In matters of the public sector, Haig said the current State Department chief, George Shultz, "has my full support--in my prayers." And he added that he thought Deane Hinton, the U.S. ambassador to El Salvador who has just been asked to resign, "has been treated shabbily."
Haig wasn't the only man there surprised to see his first fashion show. Sondra Gotlieb, an author and wife of Canadian Ambassador Allan Gotlieb, admitted that the invitations said "extravaganza" but nothing about the full-fledged fashion show, which was presented with what seemed to be a cast of thousands. "Between the time we sent out the invitations and tonight, it just grew," she said.
NBC's David Brinkley said he liked the furs best of all. "And I'm afraid my wife did, too."

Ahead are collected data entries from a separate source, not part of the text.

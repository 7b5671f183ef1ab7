//! Output formatting module.
//!
//! `--json` selects the machine-readable formatter and takes precedence over
//! `--verbose` and `--quiet`, which only shape the human output.

mod formatter;
mod human;
mod json;

pub use formatter::OutputFormatter;

use crate::cli::Cli;
use human::HumanFormatter;
use json::JsonFormatter;

/// Creates the formatter selected by the global output flags.
pub fn create_formatter(cli: &Cli) -> Box<dyn OutputFormatter> {
    if cli.json {
        return Box::new(JsonFormatter);
    }
    Box::new(HumanFormatter::new(cli.verbose, cli.quiet))
}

Along with administration types such as Charles Wick, director of the U.S. Information Agency and his wife, Mary Jane; Supreme Court Justice Sandra Day O'Connor; Attorney General William French Smith and his wife, Jean, were other well-known figures, including Eunice and Sargent Shriver. Eunice Shriver said that after the opening of the Design Center here, of which her family is the major investor, "I wanted to go home and throw out all my furniture and start again."
All the Canadian designers of the fashions on display were there, including Dr. Pauline Raymond of Montreal, who designs printed suede clothes and is also noted for her work in cardiovascular disease. "Stitching in surgery and in sewing are similar. You want to make the neatest seam you can."
Other designers showing fashions were Amsel & Amsel, Vivienne Poy, Alfred Sung and Catherine Regehr.
Countess Ulla Wachtmeister, the wife of Swedish Ambassador Wilhelm Wachtmeister, accepted admiring remarks on her evening jacket and acknowledged, "I made it from a long coat. I like interesting fabrics, but I thought this one was too much long. I like to make my own clothes, because I don't want to see myself at the party. It's also cheaper."
Jerry Murphy, manager of the Washington Neiman-Marcus, and Barbara McKibbin, executive editor of Vogue, sitting at the same table during the candlelight dinner around the embassy swimming pool, exchanged approving remarks about the clothes.
But politics and fashions weren't the only topics. One person who had just read Sondra Gotlieb's new mystery novel expressed the hope that no dead body would be found on the second floor, as happened in her story. "And no one even fell in the pool," said Gotlieb.
She said she'd finished writing "A Woman of Consequence" before they came to Washington. "I don't have time to write novels here, only short things," she said. She was wearing a dress by a designer who had work in the show, Maggy Reeves, one of her favorites.
Abigail McCarthy, also a writer, said of Gotlieb's book, "It's so witty. And it gives a really different picture of what their Canadian bureaucracy and ours are like."
During the elegant seated dinner, the guests did not know that several people had died last night when an Air Canada flight caught fire and made an emergency landing in Cincinnati.